*ASSIGNED TASK*.
Lines that contain "kept" are to be copied from the material, every one of them.

*DATASET*.
BEGIN

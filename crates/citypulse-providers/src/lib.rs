//! HTTP clients for the providers behind the CityPulse dashboard.

pub mod events;
pub mod http;
pub mod news;
pub mod openweather;
pub mod places;
pub mod types;

pub use events::EventsClient;
pub use news::{GNewsClient, NewsApiClient, NewsClient};
pub use openweather::OpenWeatherClient;
pub use places::{PlacesClient, DEFAULT_PHOTO_WIDTH};
pub use types::*;

use citypulse_core::{Config, NetworkError};

/// Every provider client, configured from one `Config` and sharing one HTTP client.
#[derive(Debug, Clone)]
pub struct Providers {
    pub openweather: OpenWeatherClient,
    pub places: PlacesClient,
    pub events: EventsClient,
    pub news: NewsClient,
}

impl Providers {
    pub fn from_config(config: &Config) -> Result<Self, NetworkError> {
        let client = http::build_client(&config.http)?;
        Ok(Self {
            openweather: OpenWeatherClient::from_config(client.clone(), config),
            places: PlacesClient::from_config(client.clone(), config),
            events: EventsClient::from_config(client.clone(), config),
            news: NewsClient::from_config(client, config),
        })
    }
}
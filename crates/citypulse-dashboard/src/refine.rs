//! Pure post-fetch refinement: filter, rank, de-duplicate, truncate.

use std::collections::HashSet;

type Predicate<T> = Box<dyn Fn(&T) -> bool + Send + Sync>;
type Score<T> = Box<dyn Fn(&T) -> f64 + Send + Sync>;
type Key<T> = Box<dyn Fn(&T) -> String + Send + Sync>;

/// How retained items are ordered.
pub enum Ranking<T> {
    /// Keep the provider's order.
    ProviderOrder,
    /// Highest score first; ties keep provider order.
    Descending(Score<T>),
}

/// Items that survived refinement.
#[derive(Debug, Clone, PartialEq)]
pub struct Refined<T> {
    pub items: Vec<T>,
    /// How many items passed the filter before truncation.
    pub matched: usize,
}

impl<T> Refined<T> {
    pub fn is_empty(&self) -> bool {
        self.items.is_empty()
    }

    pub fn len(&self) -> usize {
        self.items.len()
    }
}

/// A refinement recipe: predicate, ranking, optional de-duplication key and limit.
///
/// Applying a policy never performs I/O and never fails; an input with no
/// survivors yields an empty result.
pub struct RefinementPolicy<T> {
    name: &'static str,
    predicate: Option<Predicate<T>>,
    ranking: Ranking<T>,
    dedup_key: Option<Key<T>>,
    limit: usize,
}

impl<T> RefinementPolicy<T> {
    pub fn new(name: &'static str, limit: usize) -> Self {
        Self {
            name,
            predicate: None,
            ranking: Ranking::ProviderOrder,
            dedup_key: None,
            limit,
        }
    }

    pub fn keep_if(mut self, predicate: impl Fn(&T) -> bool + Send + Sync + 'static) -> Self {
        self.predicate = Some(Box::new(predicate));
        self
    }

    pub fn rank_by(mut self, score: impl Fn(&T) -> f64 + Send + Sync + 'static) -> Self {
        self.ranking = Ranking::Descending(Box::new(score));
        self
    }

    pub fn dedup_by(mut self, key: impl Fn(&T) -> String + Send + Sync + 'static) -> Self {
        self.dedup_key = Some(Box::new(key));
        self
    }

    pub fn name(&self) -> &'static str {
        self.name
    }

    pub fn limit(&self) -> usize {
        self.limit
    }

    pub fn apply(&self, items: Vec<T>) -> Refined<T> {
        let received = items.len();
        let mut kept: Vec<T> = match &self.predicate {
            Some(predicate) => items.into_iter().filter(|item| predicate(item)).collect(),
            None => items,
        };

        if let Ranking::Descending(score) = &self.ranking {
            let mut scored: Vec<(f64, T)> = kept
                .into_iter()
                .map(|item| (score(&item), item))
                .collect();
            // sort_by is stable, so equal scores keep provider order.
            scored.sort_by(|a, b| b.0.total_cmp(&a.0));
            kept = scored.into_iter().map(|(_, item)| item).collect();
        }

        if let Some(key) = &self.dedup_key {
            let mut seen = HashSet::new();
            kept.retain(|item| seen.insert(key(item)));
        }

        let matched = kept.len();
        kept.truncate(self.limit);

        tracing::trace!(
            "{} refinement: {} received, {} matched, {} kept",
            self.name,
            received,
            matched,
            kept.len()
        );

        Refined {
            items: kept,
            matched,
        }
    }
}

#[cfg(test)]
mod tests {
    use super::*;

    #[test]
    fn test_filter_rank_truncate() {
        let policy = RefinementPolicy::new("numbers", 2)
            .keep_if(|n: &i32| n % 2 == 0)
            .rank_by(|n| f64::from(*n));

        let refined = policy.apply(vec![1, 4, 2, 8, 6, 3]);
        assert_eq!(refined.items, vec![8, 6]);
        assert_eq!(refined.matched, 4);
    }

    #[test]
    fn test_provider_order_is_preserved() {
        let policy = RefinementPolicy::new("words", 10).keep_if(|w: &&str| w.len() > 1);
        let refined = policy.apply(vec!["bb", "a", "dd", "cc"]);
        assert_eq!(refined.items, vec!["bb", "dd", "cc"]);
    }

    #[test]
    fn test_ties_keep_provider_order() {
        let policy = RefinementPolicy::new("pairs", 10).rank_by(|p: &(u8, char)| f64::from(p.0));
        let refined = policy.apply(vec![(1, 'a'), (2, 'b'), (1, 'c'), (2, 'd')]);
        assert_eq!(refined.items, vec![(2, 'b'), (2, 'd'), (1, 'a'), (1, 'c')]);
    }

    #[test]
    fn test_dedup_keeps_first_ranked() {
        let policy = RefinementPolicy::new("dedup", 10)
            .rank_by(|p: &(&str, u8)| f64::from(p.1))
            .dedup_by(|p| p.0.to_string());
        let refined = policy.apply(vec![("x", 1), ("y", 5), ("x", 9)]);
        assert_eq!(refined.items, vec![("x", 9), ("y", 5)]);
        assert_eq!(refined.matched, 2);
    }

    #[test]
    fn test_empty_input() {
        let policy: RefinementPolicy<i32> = RefinementPolicy::new("empty", 3);
        let refined = policy.apply(Vec::new());
        assert!(refined.is_empty());
        assert_eq!(refined.matched, 0);
    }

    #[test]
    fn test_zero_limit() {
        let policy = RefinementPolicy::new("none", 0);
        let refined = policy.apply(vec![1, 2, 3]);
        assert!(refined.is_empty());
        assert_eq!(refined.matched, 3);
    }
}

END

*WRITTEN SOLUTION*.
        let mut kept: Vec<T> = match &self.predicate {
            let mut scored: Vec<(f64, T)> = kept
            kept = scored.into_iter().map(|(_, item)| item).collect();
            kept.retain(|item| seen.insert(key(item)));
        let matched = kept.len();
        kept.truncate(self.limit);
            "{} refinement: {} received, {} matched, {} kept",
            kept.len()
            items: kept,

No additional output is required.